What Are fMRIs and How Do They Work?
An overview of functional MRI, explaining how it non-invasively measures brain activity and the considerations for interpreting its complex data.
An overview of functional MRI, explaining how it non-invasively measures brain activity and the considerations for interpreting its complex data.
Functional Magnetic Resonance Imaging (fMRI) is a non-invasive neuroimaging technique that provides a window into the human brain. It allows scientists and medical professionals to observe brain activity without surgery by creating maps of functioning areas. This helps in understanding how the brain processes thoughts, emotions, and commands for the body.
Unlike a standard MRI that images the brain’s structure, fMRI is designed to measure its function. It works by tracking changes in blood flow and oxygenation that occur in response to neural activity. When a brain area becomes more active, its demand for oxygen rises, and blood flow to that region increases to deliver more oxygen-rich blood.
This process is detectable due to the different magnetic properties of oxygenated and deoxygenated blood. Hemoglobin, the oxygen-carrying protein in red blood cells, is not magnetic when oxygenated but becomes slightly magnetic when deoxygenated. The fMRI scanner’s powerful magnet detects these subtle differences, creating what is known as the Blood-Oxygen-Level-Dependent (BOLD) signal.
The scanner is a large tube containing a powerful magnet that aligns the body’s atomic nuclei. Radio waves are then used to temporarily knock these nuclei out of alignment. As they realign, they emit signals that the machine detects, reflecting the ratio of oxygenated to deoxygenated blood. This data allows researchers to create a dynamic map of brain activity.
In scientific research, neuroscientists use fMRI to study a range of cognitive processes, including language, memory, emotion, and decision-making. By comparing brain activity between groups, researchers can also investigate neurological and psychiatric conditions. This includes Alzheimer’s disease, schizophrenia, depression, and autism, helping to identify associated patterns of brain function.
In clinical medicine, fMRI is applied to patient care, most commonly for pre-surgical planning. Before operating on a brain tumor or for epilepsy, a surgeon can use an fMRI scan to map areas responsible for speech or movement. This mapping helps the surgeon create a plan that minimizes the risk of damaging these functional areas.

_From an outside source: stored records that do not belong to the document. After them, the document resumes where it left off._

mod common;

use cgmath::Vector3;
use common::test_utils::{approx, approx_vec};
use learn_ngin::data_structures::light::{
    Light, LightKind, LightsUniform, MAX_POINT_LIGHTS, MAX_SPOT_LIGHTS,
};

fn spot() -> Light {
    Light::spot(
        Vector3::new(0.0, 1.0, 0.0),
        Vector3::new(0.0, -1.0, 0.0),
        Vector3::new(1.0, 1.0, 1.0),
        12.5,
        0.2,
    )
}

#[test]
fn spot_angle_is_clamped_to_a_quarter_turn() {
    let mut light = spot();
    light.set_angle(120.0);
    assert_eq!(light.angle_raw(), 90.0);
    light.set_angle(-3.0);
    assert_eq!(light.angle_raw(), 0.0);
    light.set_angle(f32::NAN);
    assert_eq!(light.angle_raw(), 0.0);
}

#[test]
fn spot_blur_is_clamped_to_unit_range() {
    let mut light = spot();
    light.set_blur(1.5);
    assert_eq!(light.blur_raw(), 1.0);
    light.set_blur(-0.5);
    assert_eq!(light.blur_raw(), 0.0);
    light.set_blur(f32::INFINITY);
    assert_eq!(light.blur_raw(), 0.0);
}

#[test]
fn constructor_clamps_too() {
    let light = Light::spot(
        Vector3::new(0.0, 0.0, 0.0),
        Vector3::new(0.0, 0.0, -1.0),
        Vector3::new(1.0, 1.0, 1.0),
        200.0,
        2.0,
    );
    assert_eq!(light.angle_raw(), 90.0);
    assert_eq!(light.blur_raw(), 1.0);
}

#[test]
fn cutoffs_are_cosines_of_the_cone() {
    let mut light = spot();
    light.set_angle(60.0);
    light.set_blur(0.5);
    assert!(approx(light.cutoff(), 0.5));
    // inner edge at 30 degrees
    assert!(approx(light.inner_cutoff(), 3f32.sqrt() / 2.0));
}

#[test]
fn direction_follows_the_transform() {
    let light = spot();
    assert!(approx_vec(light.direction(), Vector3::new(0.0, -1.0, 0.0)));
    let sun = Light::directional(Vector3::new(1.0, 0.0, 0.0), Vector3::new(1.0, 1.0, 1.0));
    assert_eq!(sun.kind(), LightKind::Directional);
    assert!(approx_vec(sun.direction(), Vector3::new(1.0, 0.0, 0.0)));
}

#[test]
fn uniform_drops_lights_beyond_capacity() {
    let white = Vector3::new(1.0, 1.0, 1.0);
    let mut lights = vec![
        Light::directional(Vector3::new(0.0, -1.0, 0.0), white),
        Light::directional(Vector3::new(1.0, 0.0, 0.0), white),
    ];
    lights.extend((0..MAX_POINT_LIGHTS + 2).map(|i| Light::point(Vector3::new(i as f32, 0.0, 0.0), white)));
    lights.extend((0..MAX_SPOT_LIGHTS + 1).map(|_| spot()));

    let (uniform, dropped) = LightsUniform::from_lights(&lights);
    assert_eq!(dropped, 1 + 2 + 1);
    assert_eq!(
        uniform.counts(),
        [1, MAX_POINT_LIGHTS as u32, MAX_SPOT_LIGHTS as u32]
    );
}

#[test]
fn uniform_size_matches_the_shader_struct() {
    // directional 32 + 4 points * 32 + 2 spots * 64 + counts 16
    assert_eq!(std::mem::size_of::<LightsUniform>(), 304);
}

Before the scan, individuals must remove all metal objects, as the machine contains a powerful magnet. They receive instructions on tasks to perform inside the scanner, which can range from tapping fingers to viewing images or listening to sounds. These tasks are designed to stimulate specific brain functions.
The person lies on a table that slides into the large, tunnel-like machine. During the scan, the machine produces loud noises, so participants are given earplugs or headphones. Remaining as still as possible is necessary because movement can blur the images. A head coil may be placed around the head to improve image clarity.
A scanning session lasts from 30 minutes to over an hour, depending on the study’s goals. Inside the scanner, the individual will alternate between periods of rest and performing the assigned tasks. While the experience can be confining, communication with technicians is maintained throughout. After the scan, a person can resume normal activities immediately with no side effects.
The output of an fMRI scan is a set of images showing which brain parts were active during specific tasks. These are presented as colorful maps where bright areas indicate a stronger BOLD signal and increased blood flow. These images reveal a correlation between a stimulus and brain activity, such as activity in the visual cortex when a person views a picture.
It is necessary to understand the limitations of fMRI. The technology measures blood flow, which is an indirect and delayed indicator of neural activity, not the firing of neurons themselves. This delay means fMRI has limited temporal resolution and cannot capture the split-second timing of brain processes.
A primary limitation is the difference between correlation and causation. While an fMRI can show a brain area is active during a task, it cannot prove that this activity causes the behavior. The brain is a complex network where multiple areas work together, and interpretation of the data can be influenced by the statistical methods used.
Finally, brain activity varies considerably between individuals. A “typical” activation pattern is an average derived from many people and may not represent any single person’s brain function. Because of these factors, fMRI results must be interpreted with an understanding of their limitations.